Segment Start: EXERCISE DATA

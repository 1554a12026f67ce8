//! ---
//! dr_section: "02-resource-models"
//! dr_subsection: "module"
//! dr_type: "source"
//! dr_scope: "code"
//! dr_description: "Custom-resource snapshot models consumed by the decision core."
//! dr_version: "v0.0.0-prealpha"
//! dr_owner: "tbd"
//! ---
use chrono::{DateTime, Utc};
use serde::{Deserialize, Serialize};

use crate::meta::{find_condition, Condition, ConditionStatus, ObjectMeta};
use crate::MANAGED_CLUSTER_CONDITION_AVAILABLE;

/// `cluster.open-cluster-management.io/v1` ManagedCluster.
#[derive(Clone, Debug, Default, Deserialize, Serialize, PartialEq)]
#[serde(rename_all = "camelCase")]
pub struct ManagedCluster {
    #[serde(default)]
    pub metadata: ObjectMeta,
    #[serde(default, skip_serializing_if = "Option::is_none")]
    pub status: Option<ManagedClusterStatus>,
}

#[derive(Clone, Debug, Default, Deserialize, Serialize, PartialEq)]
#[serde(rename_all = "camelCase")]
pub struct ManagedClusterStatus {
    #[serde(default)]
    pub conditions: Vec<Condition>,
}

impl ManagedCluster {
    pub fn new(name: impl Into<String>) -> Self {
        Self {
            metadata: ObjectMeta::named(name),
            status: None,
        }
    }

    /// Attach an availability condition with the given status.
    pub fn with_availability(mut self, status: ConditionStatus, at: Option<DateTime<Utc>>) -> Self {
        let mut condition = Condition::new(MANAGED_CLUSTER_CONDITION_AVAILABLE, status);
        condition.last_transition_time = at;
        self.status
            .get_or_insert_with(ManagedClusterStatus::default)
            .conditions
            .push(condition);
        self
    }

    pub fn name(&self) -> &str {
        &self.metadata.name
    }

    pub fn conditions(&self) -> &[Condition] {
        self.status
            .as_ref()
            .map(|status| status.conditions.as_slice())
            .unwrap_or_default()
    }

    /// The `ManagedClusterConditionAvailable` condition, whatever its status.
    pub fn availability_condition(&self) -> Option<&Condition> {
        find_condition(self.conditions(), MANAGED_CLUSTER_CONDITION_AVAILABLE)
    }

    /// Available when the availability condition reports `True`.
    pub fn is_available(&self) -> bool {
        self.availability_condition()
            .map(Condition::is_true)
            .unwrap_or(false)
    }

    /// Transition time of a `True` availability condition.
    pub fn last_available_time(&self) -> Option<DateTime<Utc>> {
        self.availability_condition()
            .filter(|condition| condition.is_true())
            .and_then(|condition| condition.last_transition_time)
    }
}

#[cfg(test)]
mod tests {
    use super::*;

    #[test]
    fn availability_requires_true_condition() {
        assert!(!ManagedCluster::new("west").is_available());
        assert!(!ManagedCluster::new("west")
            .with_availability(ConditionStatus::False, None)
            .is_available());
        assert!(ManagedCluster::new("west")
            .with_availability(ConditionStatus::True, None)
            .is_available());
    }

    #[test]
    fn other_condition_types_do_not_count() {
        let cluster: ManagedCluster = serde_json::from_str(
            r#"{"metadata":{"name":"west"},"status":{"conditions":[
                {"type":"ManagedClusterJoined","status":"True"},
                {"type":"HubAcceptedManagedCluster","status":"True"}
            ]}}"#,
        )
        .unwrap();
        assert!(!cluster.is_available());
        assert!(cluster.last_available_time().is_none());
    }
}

Segment End: EXERCISE DATA
Segment Start: EXERCISE DATA

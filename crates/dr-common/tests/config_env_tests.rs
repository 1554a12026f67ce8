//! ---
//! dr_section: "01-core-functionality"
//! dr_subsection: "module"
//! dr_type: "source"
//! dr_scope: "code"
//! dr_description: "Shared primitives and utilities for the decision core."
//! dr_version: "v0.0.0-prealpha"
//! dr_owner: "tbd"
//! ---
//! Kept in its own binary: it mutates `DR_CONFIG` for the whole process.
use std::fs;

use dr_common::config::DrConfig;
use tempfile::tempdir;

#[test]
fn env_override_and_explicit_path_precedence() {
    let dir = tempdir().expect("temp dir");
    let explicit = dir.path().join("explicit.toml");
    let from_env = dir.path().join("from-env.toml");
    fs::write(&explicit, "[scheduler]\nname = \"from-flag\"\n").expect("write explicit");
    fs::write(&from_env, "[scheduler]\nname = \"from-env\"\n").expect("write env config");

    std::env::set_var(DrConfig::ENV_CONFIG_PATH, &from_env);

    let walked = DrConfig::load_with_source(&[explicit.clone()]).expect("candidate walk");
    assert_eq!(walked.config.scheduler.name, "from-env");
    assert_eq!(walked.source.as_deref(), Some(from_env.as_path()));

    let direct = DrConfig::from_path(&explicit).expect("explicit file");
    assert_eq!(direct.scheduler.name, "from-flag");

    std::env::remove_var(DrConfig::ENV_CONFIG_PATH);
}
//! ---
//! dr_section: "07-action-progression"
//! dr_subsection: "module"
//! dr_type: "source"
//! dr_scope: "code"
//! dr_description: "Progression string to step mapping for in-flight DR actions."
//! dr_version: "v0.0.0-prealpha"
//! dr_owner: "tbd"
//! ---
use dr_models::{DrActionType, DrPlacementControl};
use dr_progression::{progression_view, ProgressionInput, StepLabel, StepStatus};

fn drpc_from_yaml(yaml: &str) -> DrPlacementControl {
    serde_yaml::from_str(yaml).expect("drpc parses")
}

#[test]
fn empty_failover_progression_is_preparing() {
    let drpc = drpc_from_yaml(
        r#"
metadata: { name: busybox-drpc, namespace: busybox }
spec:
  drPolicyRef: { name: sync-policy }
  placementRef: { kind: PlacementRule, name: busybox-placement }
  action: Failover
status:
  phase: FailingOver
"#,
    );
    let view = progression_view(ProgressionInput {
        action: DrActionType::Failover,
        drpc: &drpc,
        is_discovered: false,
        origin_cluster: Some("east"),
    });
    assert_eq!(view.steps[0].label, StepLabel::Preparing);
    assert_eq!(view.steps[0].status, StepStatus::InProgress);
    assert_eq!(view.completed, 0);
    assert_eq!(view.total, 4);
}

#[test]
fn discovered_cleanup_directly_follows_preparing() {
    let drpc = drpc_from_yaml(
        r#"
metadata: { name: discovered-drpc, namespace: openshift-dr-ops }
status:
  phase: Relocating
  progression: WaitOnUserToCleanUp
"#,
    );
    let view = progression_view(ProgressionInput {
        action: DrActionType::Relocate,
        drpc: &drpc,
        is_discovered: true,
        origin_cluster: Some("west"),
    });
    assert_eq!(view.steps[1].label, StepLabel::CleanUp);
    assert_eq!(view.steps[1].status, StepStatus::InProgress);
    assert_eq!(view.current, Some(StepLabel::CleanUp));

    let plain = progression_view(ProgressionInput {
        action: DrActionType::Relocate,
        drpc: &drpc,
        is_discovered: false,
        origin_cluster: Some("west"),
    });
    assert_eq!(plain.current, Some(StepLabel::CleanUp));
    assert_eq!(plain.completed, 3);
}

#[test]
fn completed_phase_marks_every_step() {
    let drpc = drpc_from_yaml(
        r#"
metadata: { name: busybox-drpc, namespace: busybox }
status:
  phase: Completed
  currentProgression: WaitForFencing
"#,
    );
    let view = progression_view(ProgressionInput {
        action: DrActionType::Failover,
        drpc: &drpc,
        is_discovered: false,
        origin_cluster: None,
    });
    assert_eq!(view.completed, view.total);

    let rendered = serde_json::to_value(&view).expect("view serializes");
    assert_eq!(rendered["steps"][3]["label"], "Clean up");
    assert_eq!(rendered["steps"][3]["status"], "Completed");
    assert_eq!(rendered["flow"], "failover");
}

Segment End: EXERCISE DATA

## WHAT TO WORK ON
Scan the records for the string "ManagedClusterStatus" and show every line that contains it.

## YOUR SOLUTION
    pub status: Option<ManagedClusterStatus>,
pub struct ManagedClusterStatus {
            .get_or_insert_with(ManagedClusterStatus::default)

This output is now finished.